(DATA SHOWN)
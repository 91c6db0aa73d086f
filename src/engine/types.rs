//! Engine configuration and statistics

use crate::entity::{EntityKind, TABLE_PREFIX};
use crate::http::RetryPolicy;
use serde::Serialize;
use std::collections::HashMap;
use std::path::{Path, PathBuf};
use std::time::Duration;

/// Pause after a batch that hit the request quota
pub const QUOTA_COOLDOWN: Duration = Duration::from_secs(20);

/// Configuration for pull and sync runs
#[derive(Debug, Clone)]
pub struct PullConfig {
    /// Batch size overrides by entity
    pub batch_sizes: HashMap<EntityKind, usize>,
    /// Pause after a batch with at least one quota failure
    pub cooldown: Duration,
    /// Debug mode: whole-batch retries are disabled
    pub debug: bool,
    /// Directory for raw JSONL dumps, when enabled
    pub dump_dir: Option<PathBuf>,
    /// Warehouse table name prefix
    pub table_prefix: String,
}

impl Default for PullConfig {
    fn default() -> Self {
        Self {
            batch_sizes: HashMap::new(),
            cooldown: QUOTA_COOLDOWN,
            debug: false,
            dump_dir: None,
            table_prefix: TABLE_PREFIX.to_string(),
        }
    }
}

impl PullConfig {
    /// Create a new pull config
    #[must_use]
    pub fn new() -> Self {
        Self::default()
    }

    /// Override the batch size of one entity
    #[must_use]
    pub fn with_batch_size(mut self, kind: EntityKind, size: usize) -> Self {
        self.batch_sizes.insert(kind, size.max(1));
        self
    }

    /// Set the quota cooldown
    #[must_use]
    pub fn with_cooldown(mut self, cooldown: Duration) -> Self {
        self.cooldown = cooldown;
        self
    }

    /// Set debug mode
    #[must_use]
    pub fn with_debug(mut self, debug: bool) -> Self {
        self.debug = debug;
        self
    }

    /// Dump raw batches under this directory
    #[must_use]
    pub fn with_dump_dir(mut self, dir: impl Into<PathBuf>) -> Self {
        self.dump_dir = Some(dir.into());
        self
    }

    /// Set the table prefix
    #[must_use]
    pub fn with_table_prefix(mut self, prefix: impl Into<String>) -> Self {
        self.table_prefix = prefix.into();
        self
    }

    /// Effective batch size of an entity
    pub fn batch_size(&self, kind: EntityKind) -> usize {
        self.batch_sizes
            .get(&kind)
            .copied()
            .unwrap_or(kind.descriptor().batch_size)
    }

    /// Warehouse table of an entity
    pub fn table_name(&self, kind: EntityKind) -> String {
        kind.table_name(&self.table_prefix)
    }

    /// Whole-batch retry policy for the current mode
    pub fn retry_policy(&self) -> RetryPolicy {
        RetryPolicy::for_mode(self.debug)
    }

    /// JSONL dump file of an entity, if dumping is enabled
    pub fn dump_path(&self, kind: EntityKind) -> Option<PathBuf> {
        self.dump_dir
            .as_deref()
            .map(|dir: &Path| dir.join(format!("{}.jsonl", kind.name().to_lowercase())))
    }
}

/// Statistics from one pull
#[derive(Debug, Clone, Default, PartialEq, Eq, Serialize)]
pub struct PullStats {
    /// Requests submitted, including resubmissions
    pub requests: usize,
    /// Batches submitted
    pub batches: usize,
    /// Raw records received
    pub records: usize,
    /// Rows written to the warehouse
    pub rows_written: usize,
    /// Work items requeued after a quota failure
    pub requeued: usize,
    /// Work items dropped after a non-retryable failure
    pub dropped: usize,
    /// Responses suppressed as partial data
    pub partial: usize,
    /// Duration in milliseconds
    pub duration_ms: u64,
}

impl PullStats {
    /// Create new stats
    pub fn new() -> Self {
        Self::default()
    }

    /// Whether every seeded partition was fully fetched
    pub fn is_complete(&self) -> bool {
        self.dropped == 0
    }

    /// Set duration
    pub fn set_duration(&mut self, ms: u64) {
        self.duration_ms = ms;
    }
}
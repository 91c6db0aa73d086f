//! Tests for argument parsing and config layering

use super::*;
use crate::config::AppConfig;
use crate::driver::{RunSummary, Step, StepResult};
use crate::engine::PullStats;
use crate::entity::EntityKind;
use clap::Parser;
use pretty_assertions::assert_eq;
use std::path::PathBuf;

fn parse(args: &[&str]) -> Cli {
    Cli::try_parse_from(std::iter::once("classroom-sync").chain(args.iter().copied())).unwrap()
}

#[test]
fn test_pull_flags_replace_configured_pulls() {
    let cli = parse(&["pull", "--courses", "--meet", "--db", "x.duckdb"]);
    let mut config = AppConfig::default();
    config.pull.students = true;
    config.sync.courses = true;

    cli.apply(&mut config);

    assert_eq!(config.db, PathBuf::from("x.duckdb"));
    assert!(config.pull.enabled(EntityKind::Courses));
    assert!(config.pull.enabled(EntityKind::Meet));
    assert!(!config.pull.enabled(EntityKind::Students));
    assert!(config.sync.entities().is_empty());
}

#[test]
fn test_pull_without_flags_keeps_config() {
    let cli = parse(&["pull", "--debug-file"]);
    let mut config = AppConfig::default();
    config.pull.guardians = true;

    cli.apply(&mut config);

    assert!(config.pull.enabled(EntityKind::Guardians));
    assert!(config.debug_file);
}

#[test]
fn test_sync_flags() {
    let cli = parse(&["sync", "--students", "--sync-dir", "rosters", "--debug"]);
    let mut config = AppConfig::default();
    config.pull.all = true;

    cli.apply(&mut config);

    assert_eq!(config.sync.entities(), vec![EntityKind::Students]);
    assert_eq!(config.sync_dir, PathBuf::from("rosters"));
    assert!(config.debug);
    assert!(!config.pull.any());
}

#[test]
fn test_run_keeps_both() {
    let cli = parse(&["run"]);
    let mut config = AppConfig::default();
    config.pull.courses = true;
    config.sync.teachers = true;
    let expected = config.clone();

    cli.apply(&mut config);
    assert_eq!(config, expected);
}

#[test]
fn test_export_args() {
    let cli = parse(&[
        "export",
        "--table",
        "GoogleClassroom_Courses",
        "--output",
        "courses.parquet",
    ]);
    match cli.command {
        Commands::Export { table, output } => {
            assert_eq!(table, "GoogleClassroom_Courses");
            assert_eq!(output, PathBuf::from("courses.parquet"));
        }
        other => panic!("unexpected command {other:?}"),
    }
}

#[test]
fn test_export_requires_table() {
    let result = Cli::try_parse_from(["classroom-sync", "export", "--output", "x.parquet"]);
    assert!(result.is_err());
}

#[test]
fn test_summary_message() {
    let mut summary = RunSummary::default();
    summary.record(
        Step::Pull(EntityKind::Courses),
        StepResult::Pulled(PullStats {
            rows_written: 4,
            ..PullStats::default()
        }),
    );
    summary.record(
        Step::Sync(EntityKind::Students),
        StepResult::Failed("boom".into()),
    );

    let msg = summary_message(&summary);
    assert_eq!(msg["type"], "SUMMARY");
    assert_eq!(msg["success"], false);
    assert_eq!(msg["steps"][0]["step"], "pull Courses");
    assert_eq!(msg["steps"][0]["detail"]["rows_written"], 4);
    assert_eq!(msg["steps"][1]["status"], "FAILED");
    assert_eq!(msg["steps"][1]["detail"], "boom");
}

(WHAT YOU NEED TO DO) A complete, exact transcription of the records is needed.

(COMPLETED TASK)
repository 91c6db0aa73d086f
filename src/engine/types.rs
//! Engine configuration and statistics

use crate::entity::{EntityKind, TABLE_PREFIX};
use crate::http::RetryPolicy;
use serde::Serialize;
use std::collections::HashMap;
use std::path::{Path, PathBuf};
use std::time::Duration;

/// Pause after a batch that hit the request quota
pub const QUOTA_COOLDOWN: Duration = Duration::from_secs(20);

/// Configuration for pull and sync runs
#[derive(Debug, Clone)]
pub struct PullConfig {
    /// Batch size overrides by entity
    pub batch_sizes: HashMap<EntityKind, usize>,
    /// Pause after a batch with at least one quota failure
    pub cooldown: Duration,
    /// Debug mode: whole-batch retries are disabled
    pub debug: bool,
    /// Directory for raw JSONL dumps, when enabled
    pub dump_dir: Option<PathBuf>,
    /// Warehouse table name prefix
    pub table_prefix: String,
}

impl Default for PullConfig {
    fn default() -> Self {
        Self {
            batch_sizes: HashMap::new(),
            cooldown: QUOTA_COOLDOWN,
            debug: false,
            dump_dir: None,
            table_prefix: TABLE_PREFIX.to_string(),
        }
    }
}

impl PullConfig {
    /// Create a new pull config
    #[must_use]
    pub fn new() -> Self {
        Self::default()
    }

    /// Override the batch size of one entity
    #[must_use]
    pub fn with_batch_size(mut self, kind: EntityKind, size: usize) -> Self {
        self.batch_sizes.insert(kind, size.max(1));
        self
    }

    /// Set the quota cooldown
    #[must_use]
    pub fn with_cooldown(mut self, cooldown: Duration) -> Self {
        self.cooldown = cooldown;
        self
    }

    /// Set debug mode
    #[must_use]
    pub fn with_debug(mut self, debug: bool) -> Self {
        self.debug = debug;
        self
    }

    /// Dump raw batches under this directory
    #[must_use]
    pub fn with_dump_dir(mut self, dir: impl Into<PathBuf>) -> Self {
        self.dump_dir = Some(dir.into());
        self
    }

    /// Set the table prefix
    #[must_use]
    pub fn with_table_prefix(mut self, prefix: impl Into<String>) -> Self {
        self.table_prefix = prefix.into();
        self
    }

    /// Effective batch size of an entity
    pub fn batch_size(&self, kind: EntityKind) -> usize {
        self.batch_sizes
            .get(&kind)
            .copied()
            .unwrap_or(kind.descriptor().batch_size)
    }

    /// Warehouse table of an entity
    pub fn table_name(&self, kind: EntityKind) -> String {
        kind.table_name(&self.table_prefix)
    }

    /// Whole-batch retry policy for the current mode
    pub fn retry_policy(&self) -> RetryPolicy {
        RetryPolicy::for_mode(self.debug)
    }

    /// JSONL dump file of an entity, if dumping is enabled
    pub fn dump_path(&self, kind: EntityKind) -> Option<PathBuf> {
        self.dump_dir
            .as_deref()
            .map(|dir: &Path| dir.join(format!("{}.jsonl", kind.name().to_lowercase())))
    }
}

/// Statistics from one pull
#[derive(Debug, Clone, Default, PartialEq, Eq, Serialize)]
pub struct PullStats {
    /// Requests submitted, including resubmissions
    pub requests: usize,
    /// Batches submitted
    pub batches: usize,
    /// Raw records received
    pub records: usize,
    /// Rows written to the warehouse
    pub rows_written: usize,
    /// Work items requeued after a quota failure
    pub requeued: usize,
    /// Work items dropped after a non-retryable failure
    pub dropped: usize,
    /// Responses suppressed as partial data
    pub partial: usize,
    /// Duration in milliseconds
    pub duration_ms: u64,
}

impl PullStats {
    /// Create new stats
    pub fn new() -> Self {
        Self::default()
    }

    /// Whether every seeded partition was fully fetched
    pub fn is_complete(&self) -> bool {
        self.dropped == 0
    }

    /// Set duration
    pub fn set_duration(&mut self, ms: u64) {
        self.duration_ms = ms;
    }
}
repository 91c6db0aa73d086f
//! Tests for argument parsing and config layering

use super::*;
use crate::config::AppConfig;
use crate::driver::{RunSummary, Step, StepResult};
use crate::engine::PullStats;
use crate::entity::EntityKind;
use clap::Parser;
use pretty_assertions::assert_eq;
use std::path::PathBuf;

fn parse(args: &[&str]) -> Cli {
    Cli::try_parse_from(std::iter::once("classroom-sync").chain(args.iter().copied())).unwrap()
}

#[test]
fn test_pull_flags_replace_configured_pulls() {
    let cli = parse(&["pull", "--courses", "--meet", "--db", "x.duckdb"]);
    let mut config = AppConfig::default();
    config.pull.students = true;
    config.sync.courses = true;

    cli.apply(&mut config);

    assert_eq!(config.db, PathBuf::from("x.duckdb"));
    assert!(config.pull.enabled(EntityKind::Courses));
    assert!(config.pull.enabled(EntityKind::Meet));
    assert!(!config.pull.enabled(EntityKind::Students));
    assert!(config.sync.entities().is_empty());
}

#[test]
fn test_pull_without_flags_keeps_config() {
    let cli = parse(&["pull", "--debug-file"]);
    let mut config = AppConfig::default();
    config.pull.guardians = true;

    cli.apply(&mut config);

    assert!(config.pull.enabled(EntityKind::Guardians));
    assert!(config.debug_file);
}

#[test]
fn test_sync_flags() {
    let cli = parse(&["sync", "--students", "--sync-dir", "rosters", "--debug"]);
    let mut config = AppConfig::default();
    config.pull.all = true;

    cli.apply(&mut config);

    assert_eq!(config.sync.entities(), vec![EntityKind::Students]);
    assert_eq!(config.sync_dir, PathBuf::from("rosters"));
    assert!(config.debug);
    assert!(!config.pull.any());
}

#[test]
fn test_run_keeps_both() {
    let cli = parse(&["run"]);
    let mut config = AppConfig::default();
    config.pull.courses = true;
    config.sync.teachers = true;
    let expected = config.clone();

    cli.apply(&mut config);
    assert_eq!(config, expected);
}

#[test]
fn test_export_args() {
    let cli = parse(&[
        "export",
        "--table",
        "GoogleClassroom_Courses",
        "--output",
        "courses.parquet",
    ]);
    match cli.command {
        Commands::Export { table, output } => {
            assert_eq!(table, "GoogleClassroom_Courses");
            assert_eq!(output, PathBuf::from("courses.parquet"));
        }
        other => panic!("unexpected command {other:?}"),
    }
}

#[test]
fn test_export_requires_table() {
    let result = Cli::try_parse_from(["classroom-sync", "export", "--output", "x.parquet"]);
    assert!(result.is_err());
}

#[test]
fn test_summary_message() {
    let mut summary = RunSummary::default();
    summary.record(
        Step::Pull(EntityKind::Courses),
        StepResult::Pulled(PullStats {
            rows_written: 4,
            ..PullStats::default()
        }),
    );
    summary.record(
        Step::Sync(EntityKind::Students),
        StepResult::Failed("boom".into()),
    );

    let msg = summary_message(&summary);
    assert_eq!(msg["type"], "SUMMARY");
    assert_eq!(msg["success"], false);
    assert_eq!(msg["steps"][0]["step"], "pull Courses");
    assert_eq!(msg["steps"][0]["detail"]["rows_written"], 4);
    assert_eq!(msg["steps"][1]["status"], "FAILED");
    assert_eq!(msg["steps"][1]["detail"], "boom");
}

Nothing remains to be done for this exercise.